What is expected.
Verbatim, and with nothing else, reproduce the data below from its first line through the line containing "rate, all descending".

Saved data entries.
☆ ☆ ☆ ☆

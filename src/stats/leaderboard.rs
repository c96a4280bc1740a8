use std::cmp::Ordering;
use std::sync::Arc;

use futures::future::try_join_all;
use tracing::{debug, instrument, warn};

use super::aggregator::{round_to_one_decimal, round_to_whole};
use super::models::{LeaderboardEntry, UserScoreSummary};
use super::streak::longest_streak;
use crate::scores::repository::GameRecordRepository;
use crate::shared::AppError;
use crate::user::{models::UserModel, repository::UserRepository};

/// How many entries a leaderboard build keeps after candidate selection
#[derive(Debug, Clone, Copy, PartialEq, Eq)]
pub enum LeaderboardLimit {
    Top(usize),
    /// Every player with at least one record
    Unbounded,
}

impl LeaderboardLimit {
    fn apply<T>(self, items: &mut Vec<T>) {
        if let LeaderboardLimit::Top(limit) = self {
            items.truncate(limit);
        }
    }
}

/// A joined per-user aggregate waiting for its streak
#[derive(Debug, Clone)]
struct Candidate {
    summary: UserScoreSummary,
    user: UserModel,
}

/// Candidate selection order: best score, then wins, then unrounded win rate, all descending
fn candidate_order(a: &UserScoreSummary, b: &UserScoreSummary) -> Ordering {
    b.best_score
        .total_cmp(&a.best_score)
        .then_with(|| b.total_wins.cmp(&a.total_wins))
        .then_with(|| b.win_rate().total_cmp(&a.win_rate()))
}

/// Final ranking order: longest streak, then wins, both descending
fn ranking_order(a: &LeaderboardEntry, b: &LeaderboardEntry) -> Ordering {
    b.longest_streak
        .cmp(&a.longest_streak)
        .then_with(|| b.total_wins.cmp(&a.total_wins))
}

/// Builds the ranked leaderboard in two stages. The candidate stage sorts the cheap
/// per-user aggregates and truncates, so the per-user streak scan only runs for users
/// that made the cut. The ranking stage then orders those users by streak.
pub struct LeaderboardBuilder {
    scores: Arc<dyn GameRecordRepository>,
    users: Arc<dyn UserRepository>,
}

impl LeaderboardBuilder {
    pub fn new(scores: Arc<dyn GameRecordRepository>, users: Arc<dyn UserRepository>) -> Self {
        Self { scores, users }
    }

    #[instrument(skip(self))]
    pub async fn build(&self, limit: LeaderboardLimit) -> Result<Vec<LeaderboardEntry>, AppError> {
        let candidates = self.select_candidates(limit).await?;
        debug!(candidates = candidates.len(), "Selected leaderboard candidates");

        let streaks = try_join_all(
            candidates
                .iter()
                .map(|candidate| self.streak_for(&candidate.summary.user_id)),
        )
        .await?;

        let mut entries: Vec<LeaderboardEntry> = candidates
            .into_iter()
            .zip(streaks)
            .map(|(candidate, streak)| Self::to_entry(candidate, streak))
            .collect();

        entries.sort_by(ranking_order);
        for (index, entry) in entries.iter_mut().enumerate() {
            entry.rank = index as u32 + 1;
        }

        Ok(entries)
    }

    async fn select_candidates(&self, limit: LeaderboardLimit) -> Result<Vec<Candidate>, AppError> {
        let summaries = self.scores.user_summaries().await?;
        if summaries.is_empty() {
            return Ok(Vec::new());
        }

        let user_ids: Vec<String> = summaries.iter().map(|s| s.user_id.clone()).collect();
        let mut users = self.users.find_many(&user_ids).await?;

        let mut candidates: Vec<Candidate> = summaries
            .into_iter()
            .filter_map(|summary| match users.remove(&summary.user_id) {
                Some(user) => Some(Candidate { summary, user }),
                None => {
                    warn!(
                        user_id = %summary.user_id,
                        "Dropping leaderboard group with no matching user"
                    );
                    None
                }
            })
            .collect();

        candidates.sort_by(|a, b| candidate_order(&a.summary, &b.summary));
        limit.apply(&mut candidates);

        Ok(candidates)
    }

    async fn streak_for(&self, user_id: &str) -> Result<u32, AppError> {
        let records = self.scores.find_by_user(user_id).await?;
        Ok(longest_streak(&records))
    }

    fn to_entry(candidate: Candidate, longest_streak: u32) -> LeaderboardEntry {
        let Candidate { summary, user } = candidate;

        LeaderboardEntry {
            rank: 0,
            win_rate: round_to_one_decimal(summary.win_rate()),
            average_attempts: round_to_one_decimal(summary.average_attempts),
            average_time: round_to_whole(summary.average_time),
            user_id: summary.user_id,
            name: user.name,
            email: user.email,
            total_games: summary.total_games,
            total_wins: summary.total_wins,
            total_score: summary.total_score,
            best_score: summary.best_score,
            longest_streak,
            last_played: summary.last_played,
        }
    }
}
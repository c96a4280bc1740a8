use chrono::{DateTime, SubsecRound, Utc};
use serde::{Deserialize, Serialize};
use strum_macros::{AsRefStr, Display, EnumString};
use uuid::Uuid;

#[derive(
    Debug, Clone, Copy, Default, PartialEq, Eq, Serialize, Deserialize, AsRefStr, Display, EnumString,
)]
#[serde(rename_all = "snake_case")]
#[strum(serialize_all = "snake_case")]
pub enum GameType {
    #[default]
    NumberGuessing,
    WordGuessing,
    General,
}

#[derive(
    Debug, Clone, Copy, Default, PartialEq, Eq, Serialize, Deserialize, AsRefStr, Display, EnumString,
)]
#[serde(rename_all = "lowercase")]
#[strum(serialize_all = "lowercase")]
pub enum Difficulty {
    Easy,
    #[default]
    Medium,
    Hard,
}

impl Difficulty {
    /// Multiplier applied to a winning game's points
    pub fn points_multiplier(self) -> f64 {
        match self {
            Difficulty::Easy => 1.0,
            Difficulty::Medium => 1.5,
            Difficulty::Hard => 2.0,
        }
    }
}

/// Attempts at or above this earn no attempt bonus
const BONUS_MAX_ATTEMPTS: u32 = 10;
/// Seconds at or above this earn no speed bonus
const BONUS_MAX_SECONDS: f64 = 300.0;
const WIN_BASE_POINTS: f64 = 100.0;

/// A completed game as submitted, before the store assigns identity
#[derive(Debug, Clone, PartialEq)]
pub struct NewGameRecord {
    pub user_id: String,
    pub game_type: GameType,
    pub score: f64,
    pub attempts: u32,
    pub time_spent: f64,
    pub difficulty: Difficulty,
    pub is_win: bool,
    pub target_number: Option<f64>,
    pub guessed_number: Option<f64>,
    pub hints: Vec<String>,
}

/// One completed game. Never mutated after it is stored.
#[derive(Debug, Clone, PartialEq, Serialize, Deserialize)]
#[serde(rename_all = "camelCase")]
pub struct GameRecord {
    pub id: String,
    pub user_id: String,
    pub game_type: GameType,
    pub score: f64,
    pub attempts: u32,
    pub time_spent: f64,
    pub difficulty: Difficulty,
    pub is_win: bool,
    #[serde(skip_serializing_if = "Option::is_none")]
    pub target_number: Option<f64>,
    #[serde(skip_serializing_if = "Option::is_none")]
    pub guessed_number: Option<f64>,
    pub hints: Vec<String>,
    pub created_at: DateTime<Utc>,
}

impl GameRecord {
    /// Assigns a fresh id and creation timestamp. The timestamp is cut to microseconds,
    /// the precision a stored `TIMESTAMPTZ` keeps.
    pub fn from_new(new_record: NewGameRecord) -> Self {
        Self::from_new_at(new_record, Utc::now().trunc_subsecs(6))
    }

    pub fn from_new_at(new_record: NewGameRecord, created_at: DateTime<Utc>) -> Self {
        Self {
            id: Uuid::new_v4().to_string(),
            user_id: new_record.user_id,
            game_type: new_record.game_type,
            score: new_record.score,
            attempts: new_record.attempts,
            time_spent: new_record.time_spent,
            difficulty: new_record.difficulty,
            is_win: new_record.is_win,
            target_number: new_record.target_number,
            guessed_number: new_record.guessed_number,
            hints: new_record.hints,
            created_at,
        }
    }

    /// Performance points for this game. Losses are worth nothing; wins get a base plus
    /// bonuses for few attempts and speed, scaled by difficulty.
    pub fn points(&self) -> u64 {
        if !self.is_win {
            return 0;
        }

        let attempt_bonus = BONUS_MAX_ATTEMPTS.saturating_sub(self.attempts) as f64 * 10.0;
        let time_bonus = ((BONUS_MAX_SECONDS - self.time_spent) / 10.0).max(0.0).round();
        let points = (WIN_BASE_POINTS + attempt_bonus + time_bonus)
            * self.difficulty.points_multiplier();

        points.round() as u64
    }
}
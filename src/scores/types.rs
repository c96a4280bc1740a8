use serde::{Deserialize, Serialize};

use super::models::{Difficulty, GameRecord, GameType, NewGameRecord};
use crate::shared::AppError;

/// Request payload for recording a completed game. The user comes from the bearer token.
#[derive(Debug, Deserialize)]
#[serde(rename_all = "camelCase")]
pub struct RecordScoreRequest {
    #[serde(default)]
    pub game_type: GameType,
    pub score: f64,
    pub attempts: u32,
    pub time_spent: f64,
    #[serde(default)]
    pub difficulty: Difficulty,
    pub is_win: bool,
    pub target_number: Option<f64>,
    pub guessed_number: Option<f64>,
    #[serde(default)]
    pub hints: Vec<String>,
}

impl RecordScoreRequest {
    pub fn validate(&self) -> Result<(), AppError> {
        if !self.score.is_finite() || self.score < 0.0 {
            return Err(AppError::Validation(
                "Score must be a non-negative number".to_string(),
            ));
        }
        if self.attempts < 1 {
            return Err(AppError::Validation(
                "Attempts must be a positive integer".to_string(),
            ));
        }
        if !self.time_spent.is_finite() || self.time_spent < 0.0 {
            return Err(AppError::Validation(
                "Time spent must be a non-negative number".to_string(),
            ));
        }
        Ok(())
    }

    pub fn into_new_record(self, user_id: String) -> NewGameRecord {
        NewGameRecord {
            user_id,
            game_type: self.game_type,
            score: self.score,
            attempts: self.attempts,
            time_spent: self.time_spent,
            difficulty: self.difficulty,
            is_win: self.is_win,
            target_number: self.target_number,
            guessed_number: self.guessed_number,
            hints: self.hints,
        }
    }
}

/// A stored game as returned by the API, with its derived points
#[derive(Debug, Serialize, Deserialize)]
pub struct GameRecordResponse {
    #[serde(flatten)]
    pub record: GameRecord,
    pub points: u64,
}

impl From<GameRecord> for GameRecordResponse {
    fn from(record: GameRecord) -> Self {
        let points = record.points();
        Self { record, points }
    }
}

☆ ☆ ☆ ☆

Response to this task.
filename src/stats/leaderboard.rs
repository c96a4280bc1740a8
use std::cmp::Ordering;
use std::sync::Arc;

use futures::future::try_join_all;
use tracing::{debug, instrument, warn};

use super::aggregator::{round_to_one_decimal, round_to_whole};
use super::models::{LeaderboardEntry, UserScoreSummary};
use super::streak::longest_streak;
use crate::scores::repository::GameRecordRepository;
use crate::shared::AppError;
use crate::user::{models::UserModel, repository::UserRepository};

/// How many entries a leaderboard build keeps after candidate selection
#[derive(Debug, Clone, Copy, PartialEq, Eq)]
pub enum LeaderboardLimit {
    Top(usize),
    /// Every player with at least one record
    Unbounded,
}

impl LeaderboardLimit {
    fn apply<T>(self, items: &mut Vec<T>) {
        if let LeaderboardLimit::Top(limit) = self {
            items.truncate(limit);
        }
    }
}

/// A joined per-user aggregate waiting for its streak
#[derive(Debug, Clone)]
struct Candidate {
    summary: UserScoreSummary,
    user: UserModel,
}

/// Candidate selection order: best score, then wins, then unrounded win rate, all descending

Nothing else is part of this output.